Currently, there’s a test that looks at inflammatory cytokines, called ISpot Lyme. When Lyme is active, cytokines are high, and therefore, reactive. The technology has actually been out there for decades, and using it to check for Lyme is simply a new application. That’s the one I traditionally use. Also, there are tests that to do DNA testing on urine, blood, or cerebrospinal fluid. In regards to cerebrospinal fluid testing, the literature from 15 years ago says less than 3 percent of people with neurological Lyme test positive with a spinal tap, so that’s not helpful. There are some purchase cheap soma overnight better antibody tests like IGeneX as well, where you’re more likely to get a positive western blot. But, to answer your question, there are really no good diagnostic tests for Lyme if you’re not in that window to get a good antibody response. The best we can do right now is to look at other markers that respond in the body when Lyme is active.

JB: I’ve heard other doctors suggest that Lyme disease is a diagnosis based on clinical presentation and supporting tests can be useful to help confirm the disease. Do you also hold this belief? As a follow-up question, why are so few clinicians willing to treat Lyme?

RK: That’s what we’re left with if we don’t have a reliable test. Because of the political climate surrounding Lyme, some clinicians feel if they don’t have any documentation in a patient’s chart to prove they have Lyme, they’re going to come under fire from their state medical boards. So, yes. It does need to be a clinical diagnosis. But sometimes practitioners are put in a corner. And to step out on that limb, they might risk their license.

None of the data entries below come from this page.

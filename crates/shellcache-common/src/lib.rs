//! # shellcache common
//!
//! Error types and logging configuration shared by the shellcache crates.
//!
//! ## Features
//!
//! - Unified error type with categories
//! - Logging configuration and setup

use thiserror::Error;

pub mod logging;

pub use logging::{init_logging, LogConfig, LogFormat};

/// Unified error type for shellcache.
#[derive(Error, Debug)]
pub enum ShellCacheError {
    /// Network-related errors.
    #[error("Network error: {message}")]
    Network {
        message: String,
        #[source]
        source: Option<Box<dyn std::error::Error + Send + Sync>>,
    },

    /// Bucket storage errors.
    #[error("Storage error: {message}")]
    Storage {
        message: String,
        #[source]
        source: Option<Box<dyn std::error::Error + Send + Sync>>,
    },

    /// Worker lifecycle errors.
    #[error("Lifecycle error: {message}")]
    Lifecycle {
        message: String,
        #[source]
        source: Option<Box<dyn std::error::Error + Send + Sync>>,
    },

    /// Configuration errors.
    #[error("Config error: {message}")]
    Config {
        message: String,
        #[source]
        source: Option<Box<dyn std::error::Error + Send + Sync>>,
    },

    /// I/O errors.
    #[error("IO error: {0}")]
    Io(#[from] std::io::Error),

    /// Resource not found.
    #[error("Resource not found: {0}")]
    NotFound(String),

    /// Internal error (unexpected).
    #[error("Internal error: {message}")]
    Internal {
        message: String,
        backtrace: Option<backtrace::Backtrace>,
    },
}

impl ShellCacheError {
    /// Create a network error.
    pub fn network(message: impl Into<String>) -> Self {
        Self::Network {
            message: message.into(),
            source: None,
        }
    }

    /// Create a network error with source.
    pub fn network_with_source<E: std::error::Error + Send + Sync + 'static>(
        message: impl Into<String>,
        source: E,
    ) -> Self {
        Self::Network {
            message: message.into(),
            source: Some(Box::new(source)),
        }
    }

    /// Create a storage error with source.
    pub fn storage_with_source<E: std::error::Error + Send + Sync + 'static>(
        message: impl Into<String>,
        source: E,
    ) -> Self {
        Self::Storage {
            message: message.into(),
            source: Some(Box::new(source)),
        }
    }

    /// Create a lifecycle error with source.
    pub fn lifecycle_with_source<E: std::error::Error + Send + Sync + 'static>(
        message: impl Into<String>,
        source: E,
    ) -> Self {
        Self::Lifecycle {
            message: message.into(),
            source: Some(Box::new(source)),
        }
    }

    /// Create a configuration error.
    pub fn config(message: impl Into<String>) -> Self {
        Self::Config {
            message: message.into(),
            source: None,
        }
    }

    /// Create a configuration error with source.
    pub fn config_with_source<E: std::error::Error + Send + Sync + 'static>(
        message: impl Into<String>,
        source: E,
    ) -> Self {
        Self::Config {
            message: message.into(),
            source: Some(Box::new(source)),
        }
    }

    /// Create an internal error with backtrace.
    pub fn internal(message: impl Into<String>) -> Self {
        Self::Internal {
            message: message.into(),
            backtrace: Some(backtrace::Backtrace::new()),
        }
    }

    /// Whether the failure came from the network or the OS rather than from
    /// bad input or agent state.
    pub fn is_retryable(&self) -> bool {
        matches!(self, ShellCacheError::Network { .. } | ShellCacheError::Io(_))
    }

    /// Get the error category for log fields.
    pub fn category(&self) -> &'static str {
        match self {
            ShellCacheError::Network { .. } => "network",
            ShellCacheError::Storage { .. } => "storage",
            ShellCacheError::Lifecycle { .. } => "lifecycle",
            ShellCacheError::Config { .. } => "config",
            ShellCacheError::Io(_) => "io",
            ShellCacheError::NotFound(_) => "not_found",
            ShellCacheError::Internal { .. } => "internal",
        }
    }
}

/// Result type alias for shellcache operations.
pub type Result<T> = std::result::Result<T, ShellCacheError>;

Regarding the second part of the question, the medical education system is geared toward acute infections. Overcoming the infections that were public health threats (like smallpox, anthrax, diphtheria, and polio) and had high morbidity and mortality rates, naturally became the focus of research. Even though 70 percent of the patient population a family practice physician sees deals with chronic illness, the medical community insists on acute care. So the mindset of the doctor is you come up with an ICD-10 code. You have your particular protocol. This is the medicine you give. Then, the patient leaves the office. There’s a whole different understanding as to how you treat acute infections, and how you treat chronic infections.

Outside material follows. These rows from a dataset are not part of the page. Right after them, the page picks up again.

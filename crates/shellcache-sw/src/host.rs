//! Drives a registration through install → activate and routes fetches.

use std::fmt;
use std::sync::Arc;
use std::time::Instant;

use hashbrown::HashMap;
use serde::{Deserialize, Serialize};
use shellcache_net::{NetError, Network, Response};
use tokio::sync::{mpsc, RwLock};
use tracing::{debug, error, info, warn};
use url::Url;

use crate::agent::{ActivateEvent, FetchEvent, FetchOutcome, InstallEvent, ServiceWorkerHandler};
use crate::clients::{ClientMatchOptions, ClientType, Clients};
use crate::{ServiceWorkerError, ServiceWorkerId};

/// Service worker state.
#[derive(Debug, Clone, Copy, PartialEq, Eq, Default, Serialize, Deserialize)]
pub enum ServiceWorkerState {
    /// Registered, not yet installing.
    #[default]
    Parsed,
    /// Installing (install event).
    Installing,
    /// Installed but waiting for activation.
    Installed,
    /// Activating (activate event).
    Activating,
    /// Active and controlling pages.
    Activated,
    /// Redundant (replaced or install failed).
    Redundant,
}

// ==================== Service Worker ====================

/// A service worker instance.
#[derive(Clone)]
pub struct ServiceWorker {
    /// Unique ID.
    pub id: ServiceWorkerId,

    /// Current state.
    pub state: ServiceWorkerState,

    /// Time of last state change.
    pub state_changed_at: Instant,

    handler: Arc<dyn ServiceWorkerHandler>,
}

impl ServiceWorker {
    pub fn new(handler: Arc<dyn ServiceWorkerHandler>) -> Self {
        Self {
            id: ServiceWorkerId::new(),
            state: ServiceWorkerState::Parsed,
            state_changed_at: Instant::now(),
            handler,
        }
    }

    /// Set state.
    pub fn set_state(&mut self, state: ServiceWorkerState) {
        self.state = state;
        self.state_changed_at = Instant::now();
    }

    pub fn is_active(&self) -> bool {
        self.state == ServiceWorkerState::Activated
    }

    pub fn handler(&self) -> &Arc<dyn ServiceWorkerHandler> {
        &self.handler
    }
}

impl fmt::Debug for ServiceWorker {
    fn fmt(&self, f: &mut fmt::Formatter<'_>) -> fmt::Result {
        f.debug_struct("ServiceWorker")
            .field("id", &self.id)
            .field("state", &self.state)
            .finish_non_exhaustive()
    }
}

// ==================== Registration ====================

/// A service worker registration.
#[derive(Debug)]
pub struct ServiceWorkerRegistration {
    /// Scope URL.
    pub scope: Url,

    /// Installing worker.
    pub installing: Option<ServiceWorker>,

    /// Waiting worker (installed but not active).
    pub waiting: Option<ServiceWorker>,

    /// Active worker.
    pub active: Option<ServiceWorker>,
}

impl ServiceWorkerRegistration {
    pub fn new(scope: Url) -> Self {
        Self {
            scope,
            installing: None,
            waiting: None,
            active: None,
        }
    }

    /// Does `url` fall under this registration.
    pub fn in_scope(&self, url: &Url) -> bool {
        url.as_str().starts_with(self.scope.as_str())
    }

    fn find(&self, id: ServiceWorkerId) -> Option<&ServiceWorker> {
        [&self.installing, &self.waiting, &self.active]
            .into_iter()
            .flatten()
            .find(|w| w.id == id)
    }
}

/// Host notifications.
#[derive(Debug, Clone, PartialEq, Eq)]
pub enum ServiceWorkerEvent {
    /// State changed.
    StateChange {
        worker_id: ServiceWorkerId,
        new_state: ServiceWorkerState,
    },
    /// Controller changed.
    ControllerChange {
        client_id: String,
        worker_id: ServiceWorkerId,
    },
}

// ==================== Host ====================

/// Owns one registration and the clients it may control.
pub struct ServiceWorkerHost {
    registration: RwLock<ServiceWorkerRegistration>,
    clients: Arc<Clients>,
    network: Arc<dyn Network>,
    event_tx: mpsc::UnboundedSender<ServiceWorkerEvent>,
}

impl ServiceWorkerHost {
    /// Create a host for `scope`.
    pub fn new(
        scope: Url,
        clients: Arc<Clients>,
        network: Arc<dyn Network>,
    ) -> (Self, mpsc::UnboundedReceiver<ServiceWorkerEvent>) {
        let (event_tx, event_rx) = mpsc::unbounded_channel();

        (
            Self {
                registration: RwLock::new(ServiceWorkerRegistration::new(scope)),
                clients,
                network,
                event_tx,
            },
            event_rx,
        )
    }

    pub fn clients(&self) -> &Arc<Clients> {
        &self.clients
    }

    pub async fn scope(&self) -> Url {
        self.registration.read().await.scope.clone()
    }

    /// Register a new worker; it becomes the installing worker.
    pub async fn register(
        &self,
        handler: Arc<dyn ServiceWorkerHandler>,
    ) -> Result<ServiceWorkerId, ServiceWorkerError> {
        let mut registration = self.registration.write().await;
        if registration.installing.is_some() {
            return Err(ServiceWorkerError::StateError(
                "a worker is already installing".to_string(),
            ));
        }

        let worker = ServiceWorker::new(handler);
        let id = worker.id;
        registration.installing = Some(worker);
        debug!(worker = %id, scope = %registration.scope, "Registered");
        Ok(id)
    }

    /// Run the install handler of the installing worker.
    ///
    /// On success the worker waits for activation, replacing any worker that
    /// was already waiting. On failure it becomes redundant.
    pub async fn install(&self) -> Result<ServiceWorkerId, ServiceWorkerError> {
        let (id, handler) = {
            let mut registration = self.registration.write().await;
            let worker = registration.installing.as_mut().ok_or_else(|| {
                ServiceWorkerError::StateError("no installing worker".to_string())
            })?;
            worker.set_state(ServiceWorkerState::Installing);
            (worker.id, Arc::clone(&worker.handler))
        };
        self.emit_state(id, ServiceWorkerState::Installing);

        let result = handler.on_install(InstallEvent { worker: id }).await;

        let mut registration = self.registration.write().await;
        let mut worker = registration
            .installing
            .take()
            .filter(|w| w.id == id)
            .ok_or_else(|| ServiceWorkerError::StateError(format!("{} vanished", id)))?;

        if let Err(e) = result {
            error!(worker = %id, error = %e, "Install failed");
            worker.set_state(ServiceWorkerState::Redundant);
            self.emit_state(id, ServiceWorkerState::Redundant);
            return Err(e);
        }

        worker.set_state(ServiceWorkerState::Installed);
        if let Some(mut replaced) = registration.waiting.replace(worker) {
            replaced.set_state(ServiceWorkerState::Redundant);
            self.emit_state(replaced.id, ServiceWorkerState::Redundant);
        }
        self.emit_state(id, ServiceWorkerState::Installed);
        info!(worker = %id, "Installed");
        Ok(id)
    }

    /// Promote the waiting worker and run its activate handler.
    ///
    /// The previous active worker becomes redundant. An error from the handler
    /// is returned, but the worker stays active.
    pub async fn activate(&self) -> Result<ServiceWorkerId, ServiceWorkerError> {
        let (id, handler) = {
            let mut registration = self.registration.write().await;
            let mut worker = registration.waiting.take().ok_or_else(|| {
                ServiceWorkerError::StateError("no waiting worker".to_string())
            })?;
            worker.set_state(ServiceWorkerState::Activating);
            let id = worker.id;
            let handler = Arc::clone(&worker.handler);

            if let Some(mut old) = registration.active.replace(worker) {
                old.set_state(ServiceWorkerState::Redundant);
                self.emit_state(old.id, ServiceWorkerState::Redundant);
            }
            (id, handler)
        };
        self.emit_state(id, ServiceWorkerState::Activating);

        let before = self.controllers().await;
        let result = handler.on_activate(ActivateEvent { worker: id }).await;

        {
            let mut registration = self.registration.write().await;
            if let Some(worker) = registration.active.as_mut().filter(|w| w.id == id) {
                worker.set_state(ServiceWorkerState::Activated);
            }
        }
        self.emit_state(id, ServiceWorkerState::Activated);

        for (client_id, controller) in self.controllers().await {
            let Some(worker_id) = controller else { continue };
            if before.get(&client_id) != Some(&controller) {
                let _ = self.event_tx.send(ServiceWorkerEvent::ControllerChange {
                    client_id,
                    worker_id,
                });
            }
        }

        match result {
            Ok(()) => {
                info!(worker = %id, "Activated");
                Ok(id)
            }
            Err(e) => {
                warn!(worker = %id, error = %e, "Activated with errors");
                Err(e)
            }
        }
    }

    /// Register, install and activate `handler`.
    pub async fn start(
        &self,
        handler: Arc<dyn ServiceWorkerHandler>,
    ) -> Result<ServiceWorkerId, ServiceWorkerError> {
        self.register(handler).await?;
        self.install().await?;
        self.activate().await
    }

    /// Route a request.
    ///
    /// Requests from clients controlled by the active worker, and navigations
    /// within scope, go to its fetch handler. Everything else, and anything
    /// the handler passes through, goes straight to the network.
    pub async fn dispatch_fetch(&self, event: FetchEvent) -> Result<Response, NetError> {
        let Some(handler) = self.route(&event).await else {
            return self.network.fetch(&event.request).await;
        };

        let request = event.request.clone();
        match handler.on_fetch(event).await {
            FetchOutcome::Respond { response, .. } => Ok(response),
            FetchOutcome::Failed(e) => Err(e),
            FetchOutcome::Passthrough => self.network.fetch(&request).await,
        }
    }

    async fn route(&self, event: &FetchEvent) -> Option<Arc<dyn ServiceWorkerHandler>> {
        let (active_id, handler, in_scope) = {
            let registration = self.registration.read().await;
            let active = registration.active.as_ref()?;
            (
                active.id,
                Arc::clone(&active.handler),
                registration.in_scope(&event.request.url),
            )
        };

        if event.is_navigation {
            return in_scope.then_some(handler);
        }

        let client_id = event.client_id.as_deref()?;
        (self.clients.controller_of(client_id).await == Some(active_id)).then_some(handler)
    }

    /// Current state of worker `id`, if it is still registered.
    pub async fn state(&self, id: ServiceWorkerId) -> Option<ServiceWorkerState> {
        self.registration.read().await.find(id).map(|w| w.state)
    }

    pub async fn active_id(&self) -> Option<ServiceWorkerId> {
        self.registration.read().await.active.as_ref().map(|w| w.id)
    }

    pub async fn waiting_id(&self) -> Option<ServiceWorkerId> {
        self.registration.read().await.waiting.as_ref().map(|w| w.id)
    }

    async fn controllers(&self) -> HashMap<String, Option<ServiceWorkerId>> {
        self.clients
            .match_all(&ClientMatchOptions {
                include_uncontrolled: true,
                client_type: ClientType::All,
            })
            .await
            .into_iter()
            .map(|c| (c.id, c.controller))
            .collect()
    }

    fn emit_state(&self, worker_id: ServiceWorkerId, new_state: ServiceWorkerState) {
        let _ = self.event_tx.send(ServiceWorkerEvent::StateChange {
            worker_id,
            new_state,
        });
    }
}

JB: Are there ways Lyme patients could better communicate their needs to clinicians?

RK: Often, doctors feel like their job is first to rule out the big, nasty stuff going on. After that, they’re not willing or able to tackle the intensive, patient-care demands of a chronically, sick Lyme patient. From my perspective, I think Lyme patients could interface more effectively with the medical community if they could write down the points they want to talk about during their appointment. Also, they can be sensitive to the fact that the practitioner has a schedule and 10 or 20 people after them on that schedule. It’s hard for practitioners to deal with a large Lyme population because their needs are extensive. Not every practitioner is emotionally or knowledge-base equipped to handle the complexity of patients with Lyme. I love what I do. I’ve had Lyme myself. But I also see things from the other side. There’s a lot of skill involved in managing complex patients, and not everybody feels competent enough, or is interested enough, or can financially even afford to provide that level of care.

A Lyme patient must become informed, be educated and be their own advocate. They need to find a practitioner they feel is hearing them.

To find a Lyme literal medical professional in your area, fill out the Doctor Searchpage on the ILADS website, visit the state support group page on LymeDisease.org, or check Facebook for online forums in your area. Many support group moderators and facilitators will be able to provide you with a list of doctors in your region. 

A few weeks ago, I had the privilege to write this article for the nursing community and further the dialogue around Lyme disease. I am so happy I had the opportunity to address healthcare professionals right at the beginning of Lyme Disease Awareness Month! To read the article, click here.

Today, my article, 6 Myths About Lyme Disease Debunked, went live on Paste Magazine. So grateful to them for letting me set the record straight in some small way. Please check it out!